Bruce's residence was a one-storey structure, and additional information about it can be gleaned from the various expenses that are recorded in connection with it in the Exchequer Rolls.

Eunice G. Murray, in the work cited above, points out that the lands of Mains of Cardross remained Crown property for long afterwards, passing "to the Duke of Lennox, and from him in 1704 to the Marquis of Montrose, when it was described as 'the Mains and feuduties of Cardross' and was at that time still annexed to the Crown" [The references cited in support are: (1) "The Lennox", Fraser, vol i, p125; (2) Act of Annexation, "Acts of the Parliament of Scotland", vol ii, p42; vol iii, p352; (3) The grant by the Earl of Lennox of the Captaincy of Dumbarton Castle, 6th Feb. 1514].

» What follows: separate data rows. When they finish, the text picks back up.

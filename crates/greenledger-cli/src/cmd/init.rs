use crate::output::print_json;
use anyhow::Context;
use greenledger_core::{
    actor::ActorFile, catalog::RewardCatalog, config::Config, io, ledger::Ledger, paths,
};
use std::path::Path;

pub fn run(root: &Path, json: bool) -> anyhow::Result<()> {
    let project_name = root
        .file_name()
        .map(|n| n.to_string_lossy().into_owned())
        .unwrap_or_else(|| "project".to_string());

    let dir = paths::greenledger_dir(root);
    io::ensure_dir(&dir).with_context(|| format!("failed to create {}", dir.display()))?;

    let mut created = Vec::new();
    let mut existing = Vec::new();

    // 1. config.yaml
    if paths::config_path(root).exists() {
        existing.push(paths::CONFIG_FILE);
    } else {
        Config::new(&project_name)
            .save(root)
            .context("failed to write config.yaml")?;
        created.push(paths::CONFIG_FILE);
    }

    // 2. actors.yaml
    if ActorFile::init(root).context("failed to write actors.yaml")? {
        created.push(paths::ACTORS_FILE);
    } else {
        existing.push(paths::ACTORS_FILE);
    }

    // 3. rewards.yaml
    if RewardCatalog::init(root).context("failed to write rewards.yaml")? {
        created.push(paths::REWARDS_FILE);
    } else {
        existing.push(paths::REWARDS_FILE);
    }

    // 4. ledger.redb
    let ledger_path = paths::ledger_path(root);
    if ledger_path.exists() {
        existing.push(paths::LEDGER_FILE);
    } else {
        Ledger::open(&ledger_path).context("failed to create ledger")?;
        created.push(paths::LEDGER_FILE);
    }

    if json {
        print_json(&serde_json::json!({
            "root": root,
            "created": created,
            "existing": existing,
        }))?;
        return Ok(());
    }

    println!("Initializing greenledger in: {}", root.display());
    for file in &created {
        println!("  created: {file}");
    }
    for file in &existing {
        println!("  exists:  {file}");
    }
    println!("\nNext: greenledger actor add <id>");
    Ok(())
}
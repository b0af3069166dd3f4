//! Durable ledger storage using redb.
//!
//! # Table design
//!
//! ```text
//! ENTRIES       (actor_id, seq)            -> JSON LedgerEntry
//! ACTION_INDEX  (actor_id, reference_key)  -> seq of the Action entry
//! HEADS         actor_id                   -> (last seq, balance after it)
//! ```
//!
//! Tuple keys sort by actor first, then `seq`, so an actor's history is one
//! contiguous range scan in insertion order. Every insert runs in a single
//! write transaction that reads the head, checks the action index, writes the
//! entry and advances the head; redb serializes write transactions, so the
//! index is a real unique constraint even across concurrent callers.

use std::fmt::Display;
use std::path::Path;

use redb::{Database, ReadableTable, TableDefinition, WriteTransaction};

use crate::action::DedupKey;
use crate::error::{LedgerError, Result};
use crate::types::EntrySource;

use super::{EntryDraft, LedgerBackend, LedgerEntry};

// ---------------------------------------------------------------------------
// Table definitions
// ---------------------------------------------------------------------------

const ENTRIES: TableDefinition<(&str, u64), &[u8]> = TableDefinition::new("entries");
const ACTION_INDEX: TableDefinition<(&str, &str), u64> = TableDefinition::new("action_index");
const HEADS: TableDefinition<&str, (u64, i64)> = TableDefinition::new("heads");

fn db_err(e: impl Display) -> LedgerError {
    LedgerError::LedgerDb(e.to_string())
}

// ---------------------------------------------------------------------------
// RedbLedger
// ---------------------------------------------------------------------------

pub struct RedbLedger {
    db: Database,
}

impl RedbLedger {
    /// Open or create the redb database at `path`.
    ///
    /// Creates all tables if they don't already exist.
    pub fn open(path: &Path) -> Result<Self> {
        if let Some(parent) = path.parent() {
            std::fs::create_dir_all(parent)?;
        }
        let db = Database::create(path).map_err(db_err)?;
        // Ensure the tables exist before any reads
        let wt = db.begin_write().map_err(db_err)?;
        wt.open_table(ENTRIES).map_err(db_err)?;
        wt.open_table(ACTION_INDEX).map_err(db_err)?;
        wt.open_table(HEADS).map_err(db_err)?;
        wt.commit().map_err(db_err)?;
        Ok(Self { db })
    }

    fn write_entry(wt: &WriteTransaction, draft: EntryDraft) -> Result<LedgerEntry> {
        let mut entries = wt.open_table(ENTRIES).map_err(db_err)?;
        let mut index = wt.open_table(ACTION_INDEX).map_err(db_err)?;
        let mut heads = wt.open_table(HEADS).map_err(db_err)?;

        let actor = draft.actor_id.clone();
        let is_action = draft.source == EntrySource::Action;
        if is_action {
            let existing = index
                .get((actor.as_str(), draft.reference_key.as_str()))
                .map_err(db_err)?
                .is_some();
            if existing {
                return Err(LedgerError::DuplicateAction(draft.reference_key));
            }
        }

        let (last_seq, balance) = heads
            .get(actor.as_str())
            .map_err(db_err)?
            .map(|head| head.value())
            .unwrap_or((0, 0));
        let entry = draft.seal(last_seq + 1, balance)?;

        let value = serde_json::to_vec(&entry)?;
        entries
            .insert((actor.as_str(), entry.seq), value.as_slice())
            .map_err(db_err)?;
        if is_action {
            index
                .insert((actor.as_str(), entry.reference_key.as_str()), entry.seq)
                .map_err(db_err)?;
        }
        heads
            .insert(actor.as_str(), (entry.seq, entry.balance_after))
            .map_err(db_err)?;
        Ok(entry)
    }
}

impl LedgerBackend for RedbLedger {
    fn insert(&self, draft: EntryDraft) -> Result<LedgerEntry> {
        let wt = self.db.begin_write().map_err(db_err)?;
        match Self::write_entry(&wt, draft) {
            Ok(entry) => {
                wt.commit().map_err(db_err)?;
                Ok(entry)
            }
            Err(e) => {
                wt.abort().map_err(db_err)?;
                Err(e)
            }
        }
    }

    fn find_action(&self, actor_id: &str, key: &DedupKey) -> Result<Option<LedgerEntry>> {
        let rt = self.db.begin_read().map_err(db_err)?;
        let index = rt.open_table(ACTION_INDEX).map_err(db_err)?;
        let Some(seq) = index
            .get((actor_id, key.as_str()))
            .map_err(db_err)?
            .map(|v| v.value())
        else {
            return Ok(None);
        };

        let entries = rt.open_table(ENTRIES).map_err(db_err)?;
        let Some(raw) = entries.get((actor_id, seq)).map_err(db_err)? else {
            return Err(LedgerError::LedgerDb(format!(
                "action index points at missing entry {actor_id}#{seq}"
            )));
        };
        let entry: LedgerEntry = serde_json::from_slice(raw.value())?;
        Ok(Some(entry))
    }

    fn balance_of(&self, actor_id: &str) -> Result<i64> {
        let rt = self.db.begin_read().map_err(db_err)?;
        let heads = rt.open_table(HEADS).map_err(db_err)?;
        Ok(heads
            .get(actor_id)
            .map_err(db_err)?
            .map(|head| head.value().1)
            .unwrap_or(0))
    }

    fn entries_for(&self, actor_id: &str) -> Result<Vec<LedgerEntry>> {
        let rt = self.db.begin_read().map_err(db_err)?;
        let table = rt.open_table(ENTRIES).map_err(db_err)?;

        let mut result = Vec::new();
        for item in table
            .range((actor_id, 0u64)..=(actor_id, u64::MAX))
            .map_err(db_err)?
        {
            let (_, v) = item.map_err(db_err)?;
            let entry: LedgerEntry = serde_json::from_slice(v.value())?;
            result.push(entry);
        }
        Ok(result)
    }

    fn actor_ids(&self) -> Result<Vec<String>> {
        let rt = self.db.begin_read().map_err(db_err)?;
        let heads = rt.open_table(HEADS).map_err(db_err)?;

        let mut result = Vec::new();
        for item in heads.iter().map_err(db_err)? {
            let (k, _) = item.map_err(db_err)?;
            result.push(k.value().to_string());
        }
        Ok(result)
    }
}

// ---------------------------------------------------------------------------
// Tests
// ---------------------------------------------------------------------------
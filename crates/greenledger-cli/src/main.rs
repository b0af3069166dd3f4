mod cmd;
mod output;
mod root;

use clap::{Parser, Subcommand};
use cmd::{actor::ActorSubcommand, config::ConfigSubcommand, reward::RewardSubcommand};
use std::path::PathBuf;

#[derive(Parser)]
#[command(
    name = "greenledger",
    about = "Reward sustainable actions with tokens backed by an append-only ledger",
    version,
    propagate_version = true
)]
struct Cli {
    /// Project root (default: auto-detect from .greenledger/)
    #[arg(long, global = true, env = "GREENLEDGER_ROOT")]
    root: Option<PathBuf>,

    /// Output as JSON
    #[arg(long, global = true, short = 'j')]
    json: bool,

    /// Show audit records and other INFO logs on stderr
    #[arg(long, global = true, short = 'v')]
    verbose: bool,

    #[command(subcommand)]
    command: Commands,
}

#[derive(Subcommand)]
enum Commands {
    /// Initialize greenledger in the current project
    Init,

    /// Manage actors
    Actor {
        #[command(subcommand)]
        subcommand: ActorSubcommand,
    },

    /// Register a sustainable action and award its tokens
    Register {
        actor: String,
        /// Action type, e.g. recycling, public_transport, tree_planting
        action_type: String,
        #[arg(required = true, num_args = 1..)]
        description: Vec<String>,
        /// Reported impact (kg, km, ...) used by impact-scaled strategies
        #[arg(long)]
        impact: Option<f64>,
        /// Amount the caller expects; the strategy table decides
        #[arg(long)]
        requested_tokens: Option<i64>,
        /// Caller-supplied idempotency key, replaces description-based dedup
        #[arg(long)]
        idempotency_key: Option<String>,
    },

    /// Show an actor's ledger balance
    Balance { actor: String },

    /// Show an actor's ledger entries
    History { actor: String },

    /// Replay ledger history and check balances (all actors if omitted)
    Verify { actor: Option<String> },

    /// Manage the reward catalog
    Reward {
        #[command(subcommand)]
        subcommand: RewardSubcommand,
    },

    /// Spend tokens on a catalog reward
    Redeem { actor: String, reward_id: String },

    /// Record a signed administrative correction
    Adjust {
        actor: String,
        #[arg(allow_negative_numbers = true)]
        amount: i64,
        #[arg(required = true, num_args = 1..)]
        description: Vec<String>,
    },

    /// List the effective reward strategy table
    Strategies,

    /// Validate the project configuration
    Config {
        #[command(subcommand)]
        subcommand: ConfigSubcommand,
    },

    /// Rewrite every actor's cached total from the ledger
    Reproject,
}

fn main() {
    let cli = Cli::parse();

    let default_level = if cli.verbose {
        tracing::Level::INFO
    } else {
        tracing::Level::WARN
    };

    tracing_subscriber::fmt()
        .with_env_filter(
            tracing_subscriber::EnvFilter::from_default_env().add_directive(default_level.into()),
        )
        .with_target(false)
        .with_writer(std::io::stderr)
        .init();

    let root = root::resolve_root(cli.root.as_deref());

    let result = match cli.command {
        Commands::Init => cmd::init::run(&root, cli.json),
        Commands::Actor { subcommand } => cmd::actor::run(&root, subcommand, cli.json),
        Commands::Register {
            actor,
            action_type,
            description,
            impact,
            requested_tokens,
            idempotency_key,
        } => cmd::register::run(
            &root,
            cmd::register::RegisterArgs {
                actor,
                action_type,
                description: description.join(" "),
                impact,
                requested_tokens,
                idempotency_key,
            },
            cli.json,
        ),
        Commands::Balance { actor } => cmd::ledger::balance(&root, &actor, cli.json),
        Commands::History { actor } => cmd::ledger::history(&root, &actor, cli.json),
        Commands::Verify { actor } => cmd::ledger::verify(&root, actor.as_deref(), cli.json),
        Commands::Reward { subcommand } => cmd::reward::run(&root, subcommand, cli.json),
        Commands::Redeem { actor, reward_id } => {
            cmd::ledger::redeem(&root, &actor, &reward_id, cli.json)
        }
        Commands::Adjust {
            actor,
            amount,
            description,
        } => cmd::ledger::adjust(&root, &actor, amount, &description.join(" "), cli.json),
        Commands::Strategies => cmd::strategies::run(&root, cli.json),
        Commands::Config { subcommand } => cmd::config::run(&root, subcommand, cli.json),
        Commands::Reproject => cmd::ledger::reproject(&root, cli.json),
    };

    if let Err(e) = result {
        // Print the full error chain (anyhow's alternate Display)
        eprintln!("error: {e:#}");
        std::process::exit(1);
    }
}
pub mod action;
pub mod actor;
pub mod catalog;
pub mod config;
pub mod error;
pub mod gate;
pub mod io;
pub mod ledger;
pub mod paths;
pub mod pipeline;
pub mod registrar;
pub mod strategy;
pub mod types;

pub use error::{LedgerError, Result};
pub use gate::{RegistrationGate, RegistrationResult};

It is noted in the same work that "in 1361, King David II granted to John Reed for his lifetime the lands of Pelanflatt in his Park of Cardross and the adjoining lands of Dalgworne". For "Pelanflatt", see NS3977 : The former Pillanflatt; "Dalgworne" is almost certainly Dalquhurn: NS3977 : The former site of Dalquhurn House.

The "Park of Cardross" was the land associated with the "manerium"; Dalquhurn, Pillanflatt, and Mains of Cardross (listed in north-to-south order) lie fairly close to one another.

The precise location of Robert's residence is uncertain, but it is possible that the watercourse shown here was built to aid in its construction. Robert maintained a small boatyard at his residence, allowing him to add fishing to his leisure activities (see the comments below about Robert's boat being drawn out of the Leven into a burn beside his house).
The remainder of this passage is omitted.